Umar Sidi: Recently, a dear friend of mine attributed the ‘dust’ in the title to the dusty terrain of Sokoto, my ancestral home. That may be true, but I was not very conscious of that when I wrote the book. You will notice that ‘The Poet of Dust’ is one of the many titles of the meta-character Al-Arshad. In the ‘Testament of Sand’, the persona in the poem, needed to embark on a spiritual cum metaphysical journey through the regions of contemplation, to seek meaning. Like every mystic and traveller, the persona needed a guide. Without a guide, the journey would be arduous and tortuous, the traveller could unknowingly derail from the path and could lose his mystical integrity and balance and even go mad. A guide came in the person of Al-Arshad, a suprasensible being who was present “when God breathed into man/the immortal Breath of God/who created the alphabet and encrypted it with metaphors.” For a lack of better words at portraying his enormous personality, I used the title ‘The Poet’ to describe Al-Arshad.
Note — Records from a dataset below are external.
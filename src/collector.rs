//! Source page discovery.
//!
//! Collects the page images of a book stored as a plain directory and orders them by
//! the page number found in each file name, the way scanned comics are usually named
//! (`001.jpg`, `page_2.png`, `p10.webp`).

use std::cmp::Ordering;
use std::path::{Path, PathBuf};

use lazy_static::lazy_static;
use rayon::prelude::*;
use regex::Regex;
use tokio::fs::read_dir;

use crate::error::{Error, Result};
use crate::types::get_file_info;

lazy_static! {
    /// Default Regex pattern for extracting numeric values from page filenames.
    /// Matches "001", "1", "1.5" etc.
    pub static ref DEFAULT_NUMBER_REGEX: Regex = Regex::new(r"\d+\.?\d*").unwrap();
}

/// Collects and orders the page images of one book directory.
#[derive(Debug)]
pub struct Collector<'a> {
    base_directory: &'a Path,
    page_name_regex: Option<&'a Regex>, // Custom regex for page name parsing
}

impl<'a> Collector<'a> {
    /// Creates a new Collector for the specified directory.
    ///
    /// # Arguments
    ///
    /// * `base_directory` - Directory holding the page images
    /// * `page_name_regex` - Optional custom regex for parsing page numbers; the first
    ///   capture group is used if present, the whole match otherwise
    pub fn new(base_directory: &'a Path, page_name_regex: Option<&'a Regex>) -> Self {
        Self {
            base_directory,
            page_name_regex,
        }
    }

    /// Collects the supported page images of the directory in page order.
    ///
    /// Hidden files, sub-directories and files with unsupported extensions are skipped.
    ///
    /// # Returns
    ///
    /// * `Ok(Vec<PathBuf>)` - Page paths sorted by page number
    /// * `Err(Error)` - The directory is missing, unreadable or holds no pages
    pub async fn collect_pages(&self) -> Result<Vec<PathBuf>> {
        if !self.base_directory.exists() {
            return Err(Error::NotFound(format!(
                "Source directory does not exist: {:?}",
                self.base_directory
            )));
        }
        if !self.base_directory.is_dir() {
            return Err(Error::InvalidPath(
                self.base_directory.to_path_buf(),
                "Source path is not a directory.".to_string(),
            ));
        }

        let mut pages = Vec::new();
        let mut entries = read_dir(self.base_directory).await?;
        while let Some(entry) = entries.next_entry().await? {
            let path = entry.path();
            if is_hidden_file(&path) || entry.file_type().await?.is_dir() {
                continue;
            }
            if get_file_info(&path).is_err() {
                log::debug!("Skipping non-image file {:?}", path);
                continue;
            }
            pages.push(path);
        }

        if pages.is_empty() {
            return Err(Error::NotFound(format!(
                "No page images found in {:?}",
                self.base_directory
            )));
        }

        pages.par_sort_by(|a, b| self.sort_name_by_number(a, b));
        log::debug!(
            "Collected {} pages from {:?}",
            pages.len(),
            self.base_directory
        );
        Ok(pages)
    }

    /// Extracts the page number of a path using the configured regex or the default.
    ///
    /// The last match in the file name wins, as it is usually the page counter.
    pub fn regex_parser(&self, path: &Path) -> Option<f64> {
        let file_name = path.file_name()?.to_str()?;
        let active_regex = self.page_name_regex.unwrap_or(&DEFAULT_NUMBER_REGEX);

        active_regex
            .captures_iter(file_name)
            .last()
            .and_then(|cap| cap.get(1).or_else(|| cap.get(0)))
            .and_then(|m| m.as_str().parse::<f64>().ok())
    }

    /// Orders paths by page number, falling back to the file name when numbers tie
    /// or are missing.
    pub fn sort_name_by_number(&self, a: &Path, b: &Path) -> Ordering {
        let an = self.regex_parser(a);
        let bn = self.regex_parser(b);

        match an.partial_cmp(&bn) {
            Some(Ordering::Equal) | None => a.file_name().cmp(&b.file_name()),
            Some(order) => order,
        }
    }

    /// Sorts paths by numeric values in their file name using the default regex.
    pub fn sort_name_by_number_default(a: &Path, b: &Path) -> Ordering {
        Collector::new(Path::new(""), None).sort_name_by_number(a, b)
    }
}

/// Checks if a file name starts with a dot.
pub fn is_hidden_file(path: &Path) -> bool {
    path.file_name()
        .map(|name| name.to_string_lossy().starts_with('.'))
        .unwrap_or(false)
}
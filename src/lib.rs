//! Mihiraki - Comic Page Spread Processing Library
//!
//! This crate prepares scanned or rendered comic pages for e-readers. It detects
//! physical double-page spreads across adjacent pages, merges them, crops uniform
//! margins, splits or rotates wide spreads, letterboxes to the device canvas and
//! writes 16-level grayscale JPEG pages.
//!
//! The pipeline has three stages joined by immutable hand-offs:
//!
//! 1. [`analyzer`] measures every page against its successor (parallel)
//! 2. [`planner`] decides merges, splits and output indices in one pass (sequential)
//! 3. [`transformer`] renders every planned unit to `00000.jpg`, `00001.jpg`, ... (parallel)
//!
//! Container readers and writers stay outside the crate: they hand over the ordered
//! page images and read back the output pages together with a [`PageMap`] (to move
//! bookmarks) and a [`SpreadMap`] (to mark page-spread layout).
//!
//! # Getting Started
//!
//! ```rust,no_run
//! use mihiraki::prelude::*;
//!
//! #[tokio::main]
//! async fn main() -> mihiraki::error::Result<()> {
//!     let config = ProcessorConfig::builder()
//!         .reading_direction(Direction::Rtl)
//!         .split_mode(SplitMode::Both)
//!         .target_size(TargetSize::DEFAULT_DEVICE)
//!         .jpeg_quality(60u8)
//!         .build()?;
//!
//!     let comic = config
//!         .process_directory(Path::new("./my_manga/volume_01"), Path::new("./out"))
//!         .await?;
//!
//!     for (source, output) in comic.page_map.iter() {
//!         println!("source page {} -> output page {}", source, output);
//!     }
//!     println!("{} pages written", comic.images.len());
//!     Ok(())
//! }
//! ```

pub mod analyzer;
pub mod collector;
pub mod error;
pub mod layout;
pub mod planner;
pub mod processor;
pub mod transformer;
pub mod types;

pub use processor::ProcessorConfig;
pub use processor::ProcessorConfigBuilder;

pub use layout::{PageMap, SpreadMap};
pub use planner::{Plan, Unit};
pub use types::{
    CropMode, Direction, PairMetric, ProcessedComic, Rect, SplitMode, SpreadSide, TargetSize,
};

/// Prelude module for convenient imports.
///
/// This module re-exports the most commonly used types, allowing you to
/// import everything you need with a single `use mihiraki::prelude::*;` statement.
pub mod prelude {
    pub use super::{
        CropMode, Direction, PageMap, PairMetric, Plan, ProcessedComic, ProcessorConfig,
        ProcessorConfigBuilder, Rect, SplitMode, SpreadMap, SpreadSide, TargetSize, Unit, error,
        types,
    };
    pub use crate::collector::Collector;
    pub use std::path::{Path, PathBuf};
}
He is “poet of the testaments/poet of mud/poet of many colours.” As you may have noticed, in this sense, the word ‘poet’ is used in an expanded manner, to reflect the omni-dimensional nature of the character Al-Arshad. This comes from the nature of poetry in Arab poetics where thought is poetry and poetry is pure thought. A poet in this context is a thinker, perhaps a lord in the temple of thought. As for ‘dust’, I think it symbolizes the universe, and our inability to comprehend its various dimensions and manifestations. I love to contemplate, I love star gazing, I marvel at the sheer metaphysical beauty of the galaxies and often wonder if we are able to penetrate through the ‘cloud of stellar dust over the galaxies’, perhaps, we may arrive at meaning and purpose. So, ‘dust’ symbolizes the quest for meaning.